What if we consider the big jar and the stone philosophy? We have a large jar, and we fill it first with big stones, then smaller stones, then pebbles, sand and water to fill it. Our large stones in the area of technology architecture shouldn't change often. Meaning - if we have an IBM mainframe solution, using a Nortel or Cisco network, and HPUX server farm, we've determined how we general want to continue to operate. Although we may have quite a mixture, we should generally know what our general direction is on the larger technology components each year - or which direction we intend to move as big changes are made.

These technologies will rarely have wholesale changes. Our technology landscape will generally stay the same, yet each year we must consider which larger and smaller scale changes should be made. There are none that should be made purely for sake of change itself, nor for the sake of "cool and new" technologies, unless innovation is our core business product.

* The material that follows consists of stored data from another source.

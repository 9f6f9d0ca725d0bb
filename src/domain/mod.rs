pub mod event;
pub use event::{Event, Events};

pub mod folder;
pub use folder::{Folder, Folders};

In saying this, we as technology architects have the best chance of putting together our target state with the most certainty. Each solution and information requirement will cause us to change direction somewhat. We as technology architects should attempt to map how our technology components match to the business drivers in our strategic plans, but if this isn't possible for us, or resides with our enterprise architects, it behooves us to have a very good understanding of the categories of technology components that we carry, the ones that should be slated for replacement, and those that should be enhanced.

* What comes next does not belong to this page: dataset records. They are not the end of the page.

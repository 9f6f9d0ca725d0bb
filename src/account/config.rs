//! Account config module.
//!
//! This module contains the documents stored alongside an account.
//! The internal config carries the caching metadata (per-folder last
//! update, update lease, last fetch error) next to the display
//! settings and whatever the provider stores privately.
//!
//! Decisions are taken on an immutable [`FolderCacheSnapshot`], and
//! the only thing ever written back is a [`ConfigDelta`] applied on
//! top of the document it was computed from.

use serde::{Deserialize, Serialize};
use serde_json::{Map, Value};
use std::collections::{BTreeMap, BTreeSet};

use super::{Error, Result};

/// Represents the client-visible configuration of an account. Its
/// content belongs to the provider.
pub type UserConfig = Map<String, Value>;

/// Represents the cache bookkeeping of one folder.
#[derive(Debug, Default, Clone, Eq, PartialEq, Serialize, Deserialize)]
#[serde(rename_all = "camelCase")]
pub struct CachedFolder {
    /// Represents the last time the folder was fetched, in epoch
    /// millis. `None` means the folder was never cached.
    #[serde(default, skip_serializing_if = "Option::is_none")]
    pub last_update: Option<i64>,
}

/// Represents the internal configuration document of an account.
#[derive(Debug, Default, Clone, PartialEq, Serialize, Deserialize)]
#[serde(rename_all = "camelCase")]
pub struct InternalConfig {
    #[serde(default, skip_serializing_if = "BTreeMap::is_empty")]
    pub caching: BTreeMap<String, CachedFolder>,
    #[serde(default, skip_serializing_if = "Option::is_none")]
    pub locked_for_update_until: Option<i64>,
    /// Represents the last fetch error, kept raw so a malformed entry
    /// never prevents the document from loading.
    #[serde(default, skip_serializing_if = "Option::is_none")]
    pub last_error: Option<Value>,
    #[serde(default, skip_serializing_if = "Option::is_none")]
    pub name: Option<String>,
    #[serde(default, skip_serializing_if = "Option::is_none")]
    pub subscribed: Option<bool>,
    #[serde(default, skip_serializing_if = "Option::is_none")]
    pub used_for_sync: Option<bool>,
    #[serde(default, skip_serializing_if = "Option::is_none")]
    pub color: Option<String>,
    #[serde(default, skip_serializing_if = "Option::is_none")]
    pub description: Option<String>,
    /// Represents the provider-private fields.
    #[serde(flatten)]
    pub extra: Map<String, Value>,
}

impl InternalConfig {
    pub fn from_value(value: Value) -> Result<Self> {
        serde_json::from_value(value).map_err(Error::ParseConfigError)
    }

    pub fn to_value(&self) -> Result<Value> {
        serde_json::to_value(self).map_err(Error::ParseConfigError)
    }

    /// Resets the last update of every cached folder to zero, which
    /// makes all of them stale whatever their refresh interval.
    pub fn invalidate_cache(&mut self) {
        for folder in self.caching.values_mut() {
            folder.last_update = Some(0);
        }
    }
}

/// Represents a fetch error persisted in the internal config.
#[derive(Debug, Clone, Eq, PartialEq, Serialize, Deserialize)]
#[serde(rename_all = "camelCase")]
pub struct StoredError {
    pub code: String,
    pub message: String,
    #[serde(default, skip_serializing_if = "Option::is_none")]
    pub folder_id: Option<String>,
    pub timestamp: i64,
}

impl StoredError {
    pub fn new<C, M>(code: C, message: M, timestamp: i64) -> Self
    where
        C: ToString,
        M: ToString,
    {
        Self {
            code: code.to_string(),
            message: message.to_string(),
            folder_id: None,
            timestamp,
        }
    }

    pub fn folder_id<F: ToString>(mut self, folder_id: F) -> Self {
        self.folder_id = Some(folder_id.to_string());
        self
    }

    pub fn from_value(value: &Value) -> Result<Self> {
        Self::deserialize(value).map_err(Error::ParseConfigError)
    }

    pub fn to_value(&self) -> Result<Value> {
        serde_json::to_value(self).map_err(Error::ParseConfigError)
    }
}

/// Represents a read-only view of the caching metadata of an
/// account, taken at the beginning of a request.
#[derive(Debug, Default, Clone, Eq, PartialEq)]
pub struct FolderCacheSnapshot {
    folders: BTreeMap<String, Option<i64>>,
    locked_until: Option<i64>,
}

impl FolderCacheSnapshot {
    pub fn folders(&self) -> impl Iterator<Item = (&str, Option<i64>)> {
        self.folders
            .iter()
            .map(|(id, last_update)| (id.as_str(), *last_update))
    }

    pub fn contains(&self, folder_id: &str) -> bool {
        self.folders.contains_key(folder_id)
    }

    pub fn last_update(&self, folder_id: &str) -> Option<i64> {
        self.folders.get(folder_id).copied().flatten()
    }

    pub fn locked_until(&self) -> Option<i64> {
        self.locked_until
    }

    /// Gets the most recent last update among all folders.
    pub fn last_cache_update(&self) -> Option<i64> {
        self.folders.values().filter_map(|ts| *ts).max()
    }

    pub fn len(&self) -> usize {
        self.folders.len()
    }

    pub fn is_empty(&self) -> bool {
        self.folders.is_empty()
    }
}

impl From<&InternalConfig> for FolderCacheSnapshot {
    fn from(config: &InternalConfig) -> Self {
        Self {
            folders: config
                .caching
                .iter()
                .map(|(id, folder)| (id.clone(), folder.last_update))
                .collect(),
            locked_until: config.locked_for_update_until,
        }
    }
}

/// Represents the changes a request wants to persist in the internal
/// config of an account.
#[derive(Debug, Default, Clone, PartialEq)]
pub struct ConfigDelta {
    last_updates: BTreeMap<String, i64>,
    observed: BTreeSet<String>,
    removed: BTreeSet<String>,
    invalidate_all: bool,
    lock: Option<Option<i64>>,
    last_error: Option<Option<StoredError>>,
}

impl ConfigDelta {
    pub fn set_last_update<F: ToString>(&mut self, folder_id: F, timestamp: i64) -> &mut Self {
        let folder_id = folder_id.to_string();
        self.removed.remove(&folder_id);
        self.last_updates.insert(folder_id, timestamp);
        self
    }

    /// Makes sure the folder has a cache entry, without touching an
    /// existing timestamp.
    pub fn observe_folder<F: ToString>(&mut self, folder_id: F) -> &mut Self {
        self.observed.insert(folder_id.to_string());
        self
    }

    pub fn remove_folder<F: ToString>(&mut self, folder_id: F) -> &mut Self {
        let folder_id = folder_id.to_string();
        self.last_updates.remove(&folder_id);
        self.observed.remove(&folder_id);
        self.removed.insert(folder_id);
        self
    }

    pub fn invalidate_all(&mut self) -> &mut Self {
        self.invalidate_all = true;
        self
    }

    pub fn lock_until(&mut self, timestamp: i64) -> &mut Self {
        self.lock = Some(Some(timestamp));
        self
    }

    pub fn unlock(&mut self) -> &mut Self {
        self.lock = Some(None);
        self
    }

    pub fn set_last_error(&mut self, err: StoredError) -> &mut Self {
        self.last_error = Some(Some(err));
        self
    }

    pub fn clear_last_error(&mut self) -> &mut Self {
        self.last_error = Some(None);
        self
    }

    /// Merges another delta into this one. Changes of `other` win
    /// over the ones already collected.
    pub fn merge(&mut self, other: ConfigDelta) -> &mut Self {
        for (folder_id, timestamp) in other.last_updates {
            self.set_last_update(folder_id, timestamp);
        }
        for folder_id in other.removed {
            self.remove_folder(folder_id);
        }
        self.observed.extend(other.observed);
        self.invalidate_all |= other.invalidate_all;
        if other.lock.is_some() {
            self.lock = other.lock;
        }
        if other.last_error.is_some() {
            self.last_error = other.last_error;
        }
        self
    }

    pub fn is_empty(&self) -> bool {
        self.last_updates.is_empty()
            && self.observed.is_empty()
            && self.removed.is_empty()
            && !self.invalidate_all
            && self.lock.is_none()
            && self.last_error.is_none()
    }

    /// Builds a new config from the given one with the changes of
    /// this delta applied.
    pub fn apply(&self, config: &InternalConfig) -> InternalConfig {
        let mut config = config.clone();

        if self.invalidate_all {
            config.invalidate_cache();
        }

        for folder_id in &self.removed {
            config.caching.remove(folder_id);
        }

        for folder_id in &self.observed {
            if !self.removed.contains(folder_id) {
                config.caching.entry(folder_id.clone()).or_default();
            }
        }

        for (folder_id, timestamp) in &self.last_updates {
            config.caching.entry(folder_id.clone()).or_default().last_update = Some(*timestamp);
        }

        if let Some(lock) = self.lock {
            config.locked_for_update_until = lock;
        }

        match &self.last_error {
            Some(Some(err)) => config.last_error = err.to_value().ok(),
            Some(None) => config.last_error = None,
            None => (),
        }

        config
    }
}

Technology Landscape is most likely the most straight forward target state of the three domains. The minor stuff like lists of specific point software, appliances, etc. can be added as our needs are nailed down.

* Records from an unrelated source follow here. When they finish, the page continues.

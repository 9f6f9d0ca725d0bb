use std::{error, result};
use thiserror::Error;

#[derive(Debug, Error)]
pub enum Error {
    #[error("cannot find folder {0}")]
    FindFolderError(String),
    #[error("cannot list folders: {0}")]
    ListFoldersError(String),
    #[error("cannot fetch events of folder {0}: {1}")]
    FetchEventsError(String, String),
    #[error("cannot get refresh interval of folder {0}")]
    GetRefreshIntervalError(String),

    #[error(transparent)]
    Other(#[from] Box<dyn error::Error + Send + Sync>),
}

impl Error {
    /// Gets a short machine-readable code, used when the error gets
    /// persisted or reported as a warning.
    pub fn code(&self) -> &'static str {
        match self {
            Self::FindFolderError(_) => "FOLDER_NOT_FOUND",
            Self::ListFoldersError(_) => "LIST_FOLDERS",
            Self::FetchEventsError(..) => "FETCH_EVENTS",
            Self::GetRefreshIntervalError(_) => "REFRESH_INTERVAL",
            Self::Other(_) => "PROVIDER",
        }
    }
}

pub type Result<T> = result::Result<T, Error>;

If technology architecture interests you, watch our seminars page at www.architectbootcamp.com for more information.

Monday, October 01, 2007

Setting Your Scopes

Recently, one of the people I have been coaching in the area of Enterprise Architecture asked me a great question - one worth posting here. He said "what is the scope of the Enterprise Architect?" in context to the head of Application Development, the Lead Analyst or the Solution Architect.

I responded within the parameters of Enterprise Architecture at a company. EA provides IT governance and stewardship for any future technology planning and roadmap within a company or organization. An architect considers fundamental business drivers, structure of a system, it's components and relationships and then creates or tunes the best design to meet the needs of the business drivers and the organizational goals.

In most organizations, there are many systems that may cross boundaries, and many people in various roles with varying responsibilities that blur these lines. Evolution of one system to achieve a goal is often not achievable without understanding the relationship to other systems. This is the scope of Enterprise Architecture and the EA - he or she must know about the scope of all the systems and make the best decisions possible for the greater good of the organization.

The scope includes knowing how systems and their components interact, and their relationships to other systems and their components. Scope of EA includes the principles that govern the design and evolving life of all of the systems. The skill of the enterprise architect is in their abilities to see things conceptually, and be able to scale up or down, seeing bottom-up and top-down whenever they desire to take another view, and to keep this is mind when making key and fundamental decisions.

They require the understanding of it's relationship to all of the systems, needs, goals and desires of the organization. Making decisions without understanding this relationship is like designing a community in the desert without considering how air, rail and vehicle travel will reach it - the distance to the nearest power, water and electrical resources, and position on earth's topography for all such needs. Regard for infrastructure is critical, and the style of the community based on earth's disasters is the responsibility of such a planner.

These kinds of responsibilities like with the Enterprise Architect, so understanding the fit of the system to the organization is like the analogy of a town to earth's landscape and the planners who must create great places to live. The EA is also responsible for ensuring that growth of the town can happen naturally, without crisis and that effective living can occur when introducing new services that those who dwell here need them.